[Problem requirements] Take the data below. Output it exactly from its first line through the line containing "arguments using clap".

[Data for review]
◇ ◇ ◇ ◇ ◇ ◇ ◇

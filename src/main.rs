// src/main.rs
// =============================================================================
// This is the entry point of our CLI application.
//
// What happens here:
// 1. Parse command-line arguments using clap
// 2. Load the JSON document and find every link node in it
// 3. Check all links concurrently and print the broken ones
// 4. With --remove, ask about each broken link, prune the tree, save it
// 5. Exit with proper code (0 = finished, 2 = error)
//
// Finding broken links is a normal result, not a failure, so it still exits 0.
//
// With --json, stdout carries exactly one JSON document, written at the very
// end. Prompts and removal messages go to stderr in that mode.
// =============================================================================

// Module declarations - tells Rust about our other source files
mod checker;   // src/checker/ - HTTP probes and broken/not-broken verdicts
mod cli;       // src/cli.rs - command-line parsing
mod document;  // src/document.rs - JSON load/save
mod error;     // src/error.rs - typed errors
mod prompt;    // src/prompt.rs - the [Y/n] question
mod removal;   // src/removal.rs - interactive removal session
mod report;    // src/report.rs - totals and the broken-link list
mod tree;      // src/tree/ - walking and editing the document tree

use anyhow::Result;
use checker::LinkChecker;
use clap::Parser; // Parser trait enables the parse() method
use cli::Cli;
use prompt::{Confirm, LinePrompt};
use removal::{RemovalState, RemovalSummary};
use report::Report;
use serde::Serialize;
use std::io::{self, Write};
use tracing::info;
use tracing_subscriber::EnvFilter;

#[tokio::main]
async fn main() {
    let result = run().await;
    if let Err(e) = &result {
        // {:#} prints the whole context chain on one line
        eprintln!("Error: {:#}", e);
    }

    std::process::exit(exit_code(&result));
}

async fn run() -> Result<ScanOutcome> {
    let cli = Cli::parse();
    init_tracing(cli.debug);

    let mut stdout = io::stdout();
    let outcome = if cli.json {
        handle_scan(&cli, &mut LinePrompt::terminal(io::stderr()), &mut stdout).await?
    } else {
        handle_scan(&cli, &mut LinePrompt::terminal(io::stdout()), &mut stdout).await?
    };

    info!(
        "Finished: {} broken, {} removed, saved: {}",
        outcome.report.broken_count,
        outcome.removal.as_ref().map_or(0, RemovalSummary::removed),
        outcome.saved
    );

    Ok(outcome)
}

// 0 for any finished run, broken links or not; 2 when the run itself failed
fn exit_code<T>(result: &Result<T>) -> i32 {
    match result {
        Ok(_) => 0,
        Err(_) => 2,
    }
}

// --debug always shows per-URL lines; otherwise RUST_LOG decides (warn by default)
fn init_tracing(debug: bool) {
    let filter = if debug {
        EnvFilter::new("link_sweeper=debug")
    } else {
        EnvFilter::try_from_default_env().unwrap_or_else(|_| EnvFilter::new("link_sweeper=warn"))
    };

    tracing_subscriber::fmt()
        .with_env_filter(filter)
        .with_writer(std::io::stderr)
        .with_target(false)
        .init();
}

/// Everything one run produced, returned so tests can look at it
#[derive(Debug)]
struct ScanOutcome {
    report: Report,
    removal: Option<RemovalSummary>,
    saved: bool,
}

/// The --json document: the report fields, plus removal totals after --remove
#[derive(Serialize)]
struct JsonOutput<'a> {
    #[serde(flatten)]
    report: &'a Report,
    #[serde(skip_serializing_if = "Option::is_none")]
    removal: Option<RemovalTotals>,
}

#[derive(Serialize)]
struct RemovalTotals {
    removed: usize,
    kept: usize,
    failed: usize,
    saved: bool,
}

impl<'a> JsonOutput<'a> {
    fn new(outcome: &'a ScanOutcome) -> Self {
        Self {
            report: &outcome.report,
            removal: outcome.removal.as_ref().map(|summary| RemovalTotals {
                removed: summary.removed(),
                kept: summary.kept(),
                failed: summary.failed(),
                saved: outcome.saved,
            }),
        }
    }
}

// Scans the file named on the command line, and prunes it with --remove.
//
// `confirm` answers the removal questions (stdin in the real program) and
// `out` is stdout. In JSON mode the only thing written to `out` is the final
// JSON document; the removal messages go to stderr instead.
async fn handle_scan(
    cli: &Cli,
    confirm: &mut impl Confirm,
    out: &mut impl Write,
) -> Result<ScanOutcome> {
    let mut document = document::load(&cli.json_file)?;

    let entries = tree::enumerate(&document);
    info!("Loaded {} with {} link(s)", cli.json_file.display(), entries.len());

    let mut stderr = io::stderr();
    let console: &mut dyn Write = if cli.json { &mut stderr } else { &mut *out };

    if !cli.json {
        writeln!(console, "\n🔍 Found {} links in the JSON file.\n", entries.len())?;
        writeln!(
            console,
            "🔍 Checking URLs (only 404 or connection errors are treated as broken)...\n"
        )?;
    }

    let checker = LinkChecker::new(&cli.checker_config())?;
    let urls = entries.iter().map(|e| e.url.clone()).collect();
    let results = checker.check_all(urls).await;

    let report = Report::build(&entries, &results);
    if !cli.json {
        print_report(console, &report)?;
    }

    let mut removal = None;
    let mut saved = false;

    if cli.remove && report.has_broken() {
        writeln!(
            console,
            "\n📢 You will now be prompted to remove each broken link. \
             Press ENTER (or 'y') to remove, or 'n' to skip."
        )?;

        let summary = removal::run_session(&mut document, &report.broken, confirm)?;
        print_removal(console, &summary)?;

        if summary.removed() > 0 {
            document::save(&cli.json_file, &document)?;
            writeln!(console, "\n✅ Updated JSON file saved.")?;
            saved = true;
        }

        removal = Some(summary);
    }

    if !cli.json {
        print_summary(console, &report, removal.as_ref(), cli.remove)?;
    }

    let outcome = ScanOutcome {
        report,
        removal,
        saved,
    };

    if cli.json {
        serde_json::to_writer_pretty(&mut *out, &JsonOutput::new(&outcome))?;
        writeln!(out)?;
    }

    Ok(outcome)
}

// Prints the broken links as text
fn print_report(out: &mut dyn Write, report: &Report) -> io::Result<()> {
    writeln!(out, "\n📌 Broken Links Report (404 or connection errors):\n")?;
    if report.broken.is_empty() {
        writeln!(out, "No broken links found!")?;
    }
    for record in &report.broken {
        writeln!(out, "- ❌ {} (Status: {}) at {}", record.url, record.outcome, record.path)?;
    }

    Ok(())
}

// One line per broken link, in report order
fn print_removal(out: &mut dyn Write, summary: &RemovalSummary) -> io::Result<()> {
    writeln!(out)?;
    for (record, state) in &summary.items {
        match state {
            RemovalState::Removed => writeln!(out, "✅ Removed: {}", record.url)?,
            RemovalState::Kept | RemovalState::Pending => writeln!(out, "⏳ Kept: {}", record.url)?,
            RemovalState::Failed(e) => {
                writeln!(out, "⚠️  Failed to remove: {} ({})", record.url, e)?
            }
        }
    }

    Ok(())
}

fn print_summary(
    out: &mut dyn Write,
    report: &Report,
    removal: Option<&RemovalSummary>,
    remove_mode: bool,
) -> io::Result<()> {
    writeln!(out, "\n==================== 📊 SUMMARY ====================")?;
    writeln!(out, "🔹 Total URLs Found: {}", report.total_found)?;
    writeln!(out, "🔹 Total URLs Checked: {}", report.total_checked)?;
    writeln!(out, "✅ Working URLs (everything except 404/exception): {}", report.passed)?;
    writeln!(out, "❌ Broken URLs (404 or exception): {}", report.broken_count)?;
    if remove_mode {
        writeln!(out, "🗑 Removed URLs: {}", removal.map_or(0, RemovalSummary::removed))?;
        if let Some(summary) = removal {
            writeln!(out, "⏳ Kept URLs: {}", summary.kept())?;
            if summary.failed() > 0 {
                writeln!(out, "⚠️  Failed removals: {}", summary.failed())?;
            }
        }
    }
    writeln!(out, "====================================================\n")
}

// -----------------------------------------------------------------------------
// BEGINNER NOTES:
//
// 1. Why does handle_scan take `&mut impl Confirm` and `&mut impl Write`?
//    - The real program answers questions from the keyboard and prints to stdout
//    - Tests answer them from a string and capture output in a Vec<u8>
//    - Both are just "something that implements the trait"
//
// 2. What is `&mut dyn Write` doing in handle_scan?
//    - `console` points at stdout in text mode and at stderr in JSON mode
//    - The print_* helpers don't care which one they got
//
// 3. What does {:#} do in eprintln!?
//    - anyhow errors carry a chain of context messages
//    - The alternate form prints them all: "Failed to read 'x': No such file"
// -----------------------------------------------------------------------------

◇ ◇ ◇ ◇ ◇ ◇ ◇

[Solution for this task]
filename src/main.rs
// src/main.rs
// =============================================================================
// This is the entry point of our CLI application.
//
// What happens here:
// 1. Parse command-line arguments using clap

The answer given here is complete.